Machine learning helps address the challenges of different industries, including transportation [1], 
[2], cybersecurity [3]-[7], retail [8], smart home [9], social networks [10], health sciences [11], [12], fake 
news detection [13], and financial services sectors [14]. In particular, deep learning is advantageous in 
classification problems involving image recognition [15], object recognition, speech recognition, and 
language translation [16] to give better classification performance. However, recent research has indicated 
that deep learning algorithms are prone to attacks and can be manipulated to influence algorithmic output 
[17]-[20]. Evtimov et al. [21] demonstrated an adversarial attack to manipulate an autonomous vehicle or a 
self-driving car to misclassify stop signs such as the speed limit, a significant concern in the rapidly 
developing autonomous transportation domain.

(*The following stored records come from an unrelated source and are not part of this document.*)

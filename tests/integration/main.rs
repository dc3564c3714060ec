//! Integration test entry point
//!
//! The fleet tests run against an in-process fake proxy and always run.
//! Live tests need a running mysql-proxy and are gated:
//!
//! Run with: ATHENA_MONITOR_RUN_INTEGRATION_TESTS=1 cargo test --test integration
//!
//! Environment variables:
//! - ATHENA_MONITOR_RUN_INTEGRATION_TESTS: Set to "1" to enable live tests
//! - ATHENA_MONITOR_TEST_HOST: Proxy host (default: 127.0.0.1)
//! - ATHENA_MONITOR_TEST_INSTANCE: Instance name (default: sql_s3)
//! - ATHENA_MONITOR_TEST_PROXY_PORT: Proxy port (default: 4040)
//! - ATHENA_MONITOR_TEST_ADMIN_PORT: Admin port (default: 4041)
//! - ATHENA_MONITOR_TEST_ADMIN_USER: Admin user (default: admin)
//! - ATHENA_MONITOR_TEST_ADMIN_PASS: Admin password (default: empty)

mod fake_proxy;
mod fleet;
mod live;

use std::env;
use std::path::Path;
use std::sync::Arc;

use async_trait::async_trait;

use athena_monitor::inspect::{InspectError, LogReader, ProcessInspector, ProcessRow};

/// Check if live integration tests should run
pub fn should_run_integration_tests() -> bool {
    env::var("ATHENA_MONITOR_RUN_INTEGRATION_TESTS")
        .map(|v| v == "1")
        .unwrap_or(false)
}

/// Skip test if live integration tests are not enabled
#[macro_export]
macro_rules! skip_if_not_enabled {
    () => {
        if !crate::should_run_integration_tests() {
            eprintln!("Skipping integration test (set ATHENA_MONITOR_RUN_INTEGRATION_TESTS=1 to run)");
            return;
        }
    };
}

/// Live proxy connection settings from the environment
#[derive(Debug, Clone)]
pub struct LiveTestConfig {
    pub host: String,
    pub instance: String,
    pub proxy_port: u16,
    pub admin_port: u16,
    pub admin_user: String,
    pub admin_password: String,
}

pub fn get_live_config() -> LiveTestConfig {
    LiveTestConfig {
        host: env::var("ATHENA_MONITOR_TEST_HOST").unwrap_or_else(|_| "127.0.0.1".to_string()),
        instance: env::var("ATHENA_MONITOR_TEST_INSTANCE").unwrap_or_else(|_| "sql_s3".to_string()),
        proxy_port: env::var("ATHENA_MONITOR_TEST_PROXY_PORT")
            .ok()
            .and_then(|p| p.parse().ok())
            .unwrap_or(4040),
        admin_port: env::var("ATHENA_MONITOR_TEST_ADMIN_PORT")
            .ok()
            .and_then(|p| p.parse().ok())
            .unwrap_or(4041),
        admin_user: env::var("ATHENA_MONITOR_TEST_ADMIN_USER").unwrap_or_else(|_| "admin".to_string()),
        admin_password: env::var("ATHENA_MONITOR_TEST_ADMIN_PASS").unwrap_or_default(),
    }
}

/// Process table with a fixed answer for every signature
pub struct StaticProcesses(pub Vec<ProcessRow>);

#[async_trait]
impl ProcessInspector for StaticProcesses {
    async fn find(&self, signature: &str) -> Result<Vec<ProcessRow>, InspectError> {
        Ok(self
            .0
            .iter()
            .filter(|row| row.command.contains(signature))
            .cloned()
            .collect())
    }
}

/// Log reader with no logs anywhere
pub struct NoLogs;

#[async_trait]
impl LogReader for NoLogs {
    async fn tail(&self, path: &Path, _lines: usize) -> Result<Vec<String>, InspectError> {
        Err(InspectError::Read {
            path: path.to_path_buf(),
            source: std::io::Error::from(std::io::ErrorKind::NotFound),
        })
    }
}

/// A running proxy process for `instance` under the default launch signature
pub fn proxy_process(pid: u32, instance: &str, cpu_percent: f32, rss_kib: u64) -> ProcessRow {
    ProcessRow {
        pid,
        cpu_percent,
        vsz_kib: 400 * 1024,
        rss_kib,
        command: format!(
            "/usr/local/mysql-proxy/bin/mysql-proxy --defaults-file=/usr/local/mysql-proxy/conf/{}.cnf",
            instance
        ),
    }
}

pub fn processes(rows: Vec<ProcessRow>) -> Arc<StaticProcesses> {
    Arc::new(StaticProcesses(rows))
}
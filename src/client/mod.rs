//! MySQL protocol clients used by the network probes
//!
//! Probes depend on the [`ProtocolClient`] and [`AdminClient`] traits only;
//! [`MySqlClient`] is the production implementation over the native wire
//! protocol.

mod connection;

pub use connection::{client_error, Connection, ConnectionError};

use std::time::Duration;

use async_trait::async_trait;

use crate::config::Credentials;
use crate::protocol::ResultSet;

/// Performs a protocol-level handshake against a service port
#[async_trait]
pub trait ProtocolClient: Send + Sync {
    async fn handshake(&self, addr: &str, credentials: &Credentials) -> Result<(), ConnectionError>;
}

/// Runs a query against an administrative interface
#[async_trait]
pub trait AdminClient: Send + Sync {
    async fn query(
        &self,
        addr: &str,
        credentials: &Credentials,
        sql: &str,
    ) -> Result<ResultSet, ConnectionError>;
}

/// Native MySQL client opening one connection per call
#[derive(Debug, Clone)]
pub struct MySqlClient {
    connect_timeout: Duration,
}

impl MySqlClient {
    pub fn new(connect_timeout: Duration) -> Self {
        Self { connect_timeout }
    }
}

#[async_trait]
impl ProtocolClient for MySqlClient {
    async fn handshake(&self, addr: &str, credentials: &Credentials) -> Result<(), ConnectionError> {
        let conn = Connection::connect(addr, credentials, self.connect_timeout).await?;
        conn.close().await;
        Ok(())
    }
}

#[async_trait]
impl AdminClient for MySqlClient {
    async fn query(
        &self,
        addr: &str,
        credentials: &Credentials,
        sql: &str,
    ) -> Result<ResultSet, ConnectionError> {
        let mut conn = Connection::connect(addr, credentials, self.connect_timeout).await?;
        let result = conn.query(sql).await;
        conn.close().await;
        result
    }
}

In cybersecurity, Kuchipudi et al. [22] and Yang et al. [23] 
have shown that deep learning based spam filters and artificial intelligence based malware detection tools, 
respectively, can be bypassed by deploying adversarial instruction learning approaches. 

Similarly, despite advanced progress in face recognition and speech recognition that led to their 
deployment in real-world applications, such as retail, social networks, and intelligent homes, Vakhshiteh ef al. 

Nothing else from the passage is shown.